The Copperbelt Energy Corporation PLC (CEC) is an independent power transmission and distribution Company with interests in closely linked businesses in Zambia and the African region.
CEC invites applications from suitably qualified, innovative and dynamic individuals to take up the position of Engineer – Cyber Security based at our Head Office in Kitwe and reporting to the Manager – Cyber Security.
The role holder will proactively detect and respond to cyber vulnerabilities and incidents, conduct post-mortems, and drive change across the Company’s cyber and digital landscape. The role is responsible for defending the business against technology security incidents, as well as identifying, analysing, communicating, and containing these incidents when they do occur. As subject matter expert, this role will be responsible for developing standards and processes to uncover, resist, and recover from security incidents.
- Validate and maintain cyber incident response plans and processes to address potential threats as well as compile and analyse data for reporting purposes.
- Design and maintain security data flow from network end points through aggregation, retention, parsing, SIEM correlation and mining.
- Monitor information on security related websites and the incident response community to leverage alert data from multiple sensors and systems in order to determine the priority of the response.
- Identify and implement tools to baseline activity so as to alert and limit suspicious activity on the Company’s cyber networks (information system, telecommunication and SCADA systems).
- Perform an in-depth analysis or assessment of threats to critical cyber networks and infrastructure components by regularly monitoring and analyzing select security events, review of log files, platforms, applications, products and services.
- Detect, document, investigate, and resolve all cyber security incidents as per the Cyber Security policy and provide guidance to first responders for handling cyber security incidents.
- Conduct periodic vulnerability scans and penetration testing of cyber systems.
- Install, configure and maintain security appliances and applications.
- Propose defining rules and malware signatures for enhanced detection and mitigation based on analysis and research of known indicators, events, identification of malicious activity and discovery of new sources.

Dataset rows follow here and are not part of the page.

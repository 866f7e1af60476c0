//! Shared fixtures: in-process store, manual clock, seeded directory.

#![allow(dead_code)]

use std::sync::Arc;

use async_trait::async_trait;
use chrono::{DateTime, Utc};
use rust_decimal::Decimal;
use uuid::Uuid;

use mealpay::clock::{Clock, ManualClock};
use mealpay::core_types::*;
use mealpay::directory::{MenuItem, Role, UserAccount, Vendor, VendorType};
use mealpay::gateway::AppState;
use mealpay::meal::MealTransaction;
use mealpay::settlement::VendorSettlement;
use mealpay::store::{MemoryStore, Page, Storage, StoreError, UnitOfWork};
use mealpay::token::TokenRecord;
use mealpay::wallet::{EntryDraft, LedgerEntry, LedgerTotals, MessFeeRecord, RefKind, Wallet};

pub const SECRET: &str = "integration-test-secret";
pub const TTL_SECONDS: u64 = 300;

pub fn dec(s: &str) -> Decimal {
    s.parse().unwrap()
}

pub struct Fixture {
    pub store: MemoryStore,
    pub clock: Arc<ManualClock>,
    pub app: AppState,

    pub student: UserId,
    pub other_student: UserId,
    pub inactive_student: UserId,
    pub vendor_user: UserId,
    pub admin: UserId,

    pub mess: VendorId,
    pub canteen: VendorId,
    pub closed_vendor: VendorId,

    /// Veg Thali at the mess, 120.00
    pub thali: MenuItemId,
    /// Samosa at the canteen, 15.00
    pub samosa: MenuItemId,
    /// Sold out at the mess
    pub sold_out: MenuItemId,
}

fn user(role: Role, name: &str, active: bool) -> UserAccount {
    UserAccount {
        id: Uuid::new_v4(),
        full_name: name.to_string(),
        role,
        is_active: active,
    }
}

fn vendor(code: &str, name: &str, owner: Option<UserId>, active: bool) -> Vendor {
    Vendor {
        id: Uuid::new_v4(),
        owner_user_id: owner,
        vendor_code: code.to_string(),
        name: name.to_string(),
        vendor_type: VendorType::Mess,
        is_active: active,
    }
}

fn item(vendor_id: VendorId, name: &str, price: &str, available: bool) -> MenuItem {
    MenuItem {
        id: Uuid::new_v4(),
        vendor_id,
        name: name.to_string(),
        price: dec(price),
        meal_type: "lunch".to_string(),
        is_available: available,
    }
}

/// Seed the directory into `store` and wire every component over `backend`.
pub fn fixture_over(store: MemoryStore, backend: Arc<dyn Storage>) -> Fixture {
    let clock = Arc::new(ManualClock::at_default());

    let student = user(Role::Student, "Asha Rao", true);
    let other_student = user(Role::Student, "Vikram Iyer", true);
    let inactive_student = user(Role::Student, "Graduated", false);
    let vendor_user = user(Role::Vendor, "Mess Operator", true);
    let admin = user(Role::Admin, "Accounts Office", true);

    let mess = vendor("NM01", "North Mess", Some(vendor_user.id), true);
    let canteen = vendor("CC01", "Central Canteen", None, true);
    let closed = vendor("OLD1", "Old Block Mess", Some(vendor_user.id), false);

    let thali = item(mess.id, "Veg Thali", "120.00", true);
    let samosa = item(canteen.id, "Samosa", "15.00", true);
    let sold_out = item(mess.id, "Paneer Special", "90.00", false);

    let fixture_ids = (
        student.id,
        other_student.id,
        inactive_student.id,
        vendor_user.id,
        admin.id,
        mess.id,
        canteen.id,
        closed.id,
        thali.id,
        samosa.id,
        sold_out.id,
    );

    for u in [student, other_student, inactive_student, vendor_user, admin] {
        store.upsert_user(u);
    }
    for v in [mess, canteen, closed] {
        store.upsert_vendor(v);
    }
    for i in [thali, samosa, sold_out] {
        store.upsert_menu_item(i);
    }

    let app = AppState::new(
        backend,
        clock.clone() as Arc<dyn Clock>,
        SECRET,
        TTL_SECONDS,
        "INR",
    )
    .unwrap();

    Fixture {
        store,
        clock,
        app,
        student: fixture_ids.0,
        other_student: fixture_ids.1,
        inactive_student: fixture_ids.2,
        vendor_user: fixture_ids.3,
        admin: fixture_ids.4,
        mess: fixture_ids.5,
        canteen: fixture_ids.6,
        closed_vendor: fixture_ids.7,
        thali: fixture_ids.8,
        samosa: fixture_ids.9,
        sold_out: fixture_ids.10,
    }
}

pub fn fixture() -> Fixture {
    let store = MemoryStore::new();
    let backend: Arc<dyn Storage> = Arc::new(store.clone());
    fixture_over(store, backend)
}

impl Fixture {
    /// Credit `amount` as a top-up
    pub async fn fund(&self, user_id: UserId, amount: &str) -> LedgerEntry {
        self.app
            .ledger
            .credit(
                user_id,
                dec(amount),
                EntryDraft::new(RefKind::TopUp, "Test funding"),
            )
            .await
            .unwrap()
    }

    pub async fn balance(&self, user_id: UserId) -> Decimal {
        self.app.ledger.balance(user_id).await.unwrap()
    }

    /// Committed entries for the user's wallet, oldest first
    pub async fn entries(&self, user_id: UserId) -> Vec<LedgerEntry> {
        let wallet = self.app.ledger.get_or_create(user_id).await.unwrap();
        self.store.entries_for(wallet.id)
    }

    pub async fn token_used(&self, signed: &str) -> bool {
        self.app
            .tokens
            .details(signed)
            .await
            .unwrap()
            .map(|r| r.used)
            .unwrap_or(false)
    }
}

// ============================================================================
// Fault injection
// ============================================================================

#[derive(Debug, Clone, Copy, PartialEq, Eq)]
pub enum Fault {
    /// Another request consumes the token just before this unit tries to
    RivalConsumesToken,
    /// The meal insert fails after the debit was staged
    MealInsertFails,
}

/// Delegates to a [`MemoryStore`] but injects `fault` into every unit of work.
pub struct FaultyStorage {
    pub inner: MemoryStore,
    pub fault: Fault,
}

pub struct FaultyUnit {
    inner: Box<dyn UnitOfWork>,
    store: MemoryStore,
    fault: Fault,
}

#[async_trait]
impl Storage for FaultyStorage {
    async fn begin(&self) -> Result<Box<dyn UnitOfWork>, StoreError> {
        Ok(Box::new(FaultyUnit {
            inner: self.inner.begin().await?,
            store: self.inner.clone(),
            fault: self.fault,
        }))
    }

    async fn health_check(&self) -> Result<(), StoreError> {
        self.inner.health_check().await
    }

    async fn get_user(&self, id: UserId) -> Result<Option<UserAccount>, StoreError> {
        self.inner.get_user(id).await
    }

    async fn get_vendor(&self, id: VendorId) -> Result<Option<Vendor>, StoreError> {
        self.inner.get_vendor(id).await
    }

    async fn get_menu_item(&self, id: MenuItemId) -> Result<Option<MenuItem>, StoreError> {
        self.inner.get_menu_item(id).await
    }

    async fn find_wallet(&self, user_id: UserId) -> Result<Option<Wallet>, StoreError> {
        self.inner.find_wallet(user_id).await
    }

    async fn insert_wallet_if_absent(&self, wallet: &Wallet) -> Result<Wallet, StoreError> {
        self.inner.insert_wallet_if_absent(wallet).await
    }

    async fn list_entries(
        &self,
        wallet_id: WalletId,
        page: Page,
    ) -> Result<Vec<LedgerEntry>, StoreError> {
        self.inner.list_entries(wallet_id, page).await
    }

    async fn ledger_totals(
        &self,
        wallet_id: WalletId,
        since: DateTime<Utc>,
    ) -> Result<LedgerTotals, StoreError> {
        self.inner.ledger_totals(wallet_id, since).await
    }

    async fn insert_token(&self, record: &TokenRecord) -> Result<(), StoreError> {
        self.inner.insert_token(record).await
    }

    async fn find_token(&self, code_hash: &str) -> Result<Option<TokenRecord>, StoreError> {
        self.inner.find_token(code_hash).await
    }

    async fn list_student_meals(
        &self,
        student_id: UserId,
        page: Page,
    ) -> Result<Vec<MealTransaction>, StoreError> {
        self.inner.list_student_meals(student_id, page).await
    }

    async fn list_vendor_meals(
        &self,
        vendor_id: VendorId,
        start: Option<DateTime<Utc>>,
        end: Option<DateTime<Utc>>,
        page: Page,
    ) -> Result<Vec<MealTransaction>, StoreError> {
        self.inner.list_vendor_meals(vendor_id, start, end, page).await
    }

    async fn meal_totals(
        &self,
        vendor_id: VendorId,
        start: DateTime<Utc>,
        end: DateTime<Utc>,
    ) -> Result<(i64, Decimal), StoreError> {
        self.inner.meal_totals(vendor_id, start, end).await
    }

    async fn insert_settlement(&self, settlement: &VendorSettlement) -> Result<bool, StoreError> {
        self.inner.insert_settlement(settlement).await
    }

    async fn find_settlement(
        &self,
        id: SettlementId,
    ) -> Result<Option<VendorSettlement>, StoreError> {
        self.inner.find_settlement(id).await
    }

    async fn mark_settlement_paid(
        &self,
        id: SettlementId,
        reference: &str,
        approver: UserId,
        at: DateTime<Utc>,
    ) -> Result<bool, StoreError> {
        self.inner
            .mark_settlement_paid(id, reference, approver, at)
            .await
    }

    async fn list_settlements(
        &self,
        vendor_id: VendorId,
        page: Page,
    ) -> Result<Vec<VendorSettlement>, StoreError> {
        self.inner.list_settlements(vendor_id, page).await
    }
}

#[async_trait]
impl UnitOfWork for FaultyUnit {
    async fn lock_wallet(&mut self, user_id: UserId) -> Result<Option<Wallet>, StoreError> {
        self.inner.lock_wallet(user_id).await
    }

    async fn update_balance(
        &mut self,
        wallet_id: WalletId,
        balance: Decimal,
        at: DateTime<Utc>,
    ) -> Result<(), StoreError> {
        self.inner.update_balance(wallet_id, balance, at).await
    }

    async fn append_entry(&mut self, entry: &LedgerEntry) -> Result<(), StoreError> {
        self.inner.append_entry(entry).await
    }

    async fn insert_meal(&mut self, meal: &MealTransaction) -> Result<(), StoreError> {
        if self.fault == Fault::MealInsertFails {
            return Err(StoreError::Unavailable("injected meal insert failure".into()));
        }
        self.inner.insert_meal(meal).await
    }

    async fn mark_token_used(
        &mut self,
        code_hash: &str,
        used_by: UserId,
        transaction_id: Uuid,
        at: DateTime<Utc>,
    ) -> Result<bool, StoreError> {
        if self.fault == Fault::RivalConsumesToken {
            let mut rival = self.store.begin().await?;
            assert!(
                rival
                    .mark_token_used(code_hash, Uuid::new_v4(), Uuid::new_v4(), at)
                    .await?
            );
            rival.commit().await?;
        }
        self.inner
            .mark_token_used(code_hash, used_by, transaction_id, at)
            .await
    }

    async fn insert_mess_fee(&mut self, record: &MessFeeRecord) -> Result<bool, StoreError> {
        self.inner.insert_mess_fee(record).await
    }

    async fn commit(self: Box<Self>) -> Result<(), StoreError> {
        self.inner.commit().await
    }
}

pub fn faulty_fixture(fault: Fault) -> Fixture {
    let store = MemoryStore::new();
    let backend: Arc<dyn Storage> = Arc::new(FaultyStorage {
        inner: store.clone(),
        fault,
    });
    fixture_over(store, backend)
}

- Conduct new technologies evaluations and advise on impact to security posture.
- Conduct in-house staff awareness training on cyber security.
- Produce and deliver high-quality reports, briefings, and assessments to Management to facilitate understanding of cyber threat entities and environments.
- Contribute to development of departmental budget and provide support to management of departmental expenditure within the prescribed budget to achieve cost control and identify any opportunities for improved cost management.
- Demonstrate consistent behavior in line with the Company’s Health, Safety and Environment (HSE) and Risk Management policies, procedures and standards.
- Demonstrate behavior in line with CEC values, standards and expectations of a professional workplace.
- Participate as an effective team member in working collaboratively with leaders, peers and relevant others (including from other teams) to achieve business goals.
Qualifications and Experience
- Grade 12 School Certificate.
- Bachelor’s Degree in Computer Science, Information Technology, Electrical and Electronics Engineering or equivalent.
- Professional certification such GIAC Security Essential Certification (GSEC), Certified Information Security Professional (CISSP) or Certified Ethical Hacker (CEH) will be a distinct advantage.
- Registered Member of the Engineering Institution of Zambia or Information Communication Technology Society of Zambia.
- Minimum of 3 years extensive hands-on experience in information security in a reputable organisation.
- Strong capability in cyber analytics for information security and Vulnerability and Patch Management.
- Proven knowledge of cyber attacker tactics, techniques and procedures, malware, network and computer forensics.
- Demonstrated Project Management Skills.
- Knowledge of TCP/IP/ Unix / Linux based Operating Systems.
- Working knowledge of scripting language such as Python, Bash, etc.
- Detailed knowledge of ICS and SCADA Systems.
- Ability to conduct Penetration Testing and Incident Handling & Analysis.
- Hands-on skills in network technologies.
If you are keen on the above position, kindly email your application to [email protected]. Please indicate the job title in the subject line of your e-mail and use your full name and the job title as the filename of your application (e.g., BwalyaJirambo_Engineer – Cyber Security). The application should consist of your letter and CV only, in a single document. Hardcopy applications will not be accepted. The closing date is: Thursday, 21 June 2018.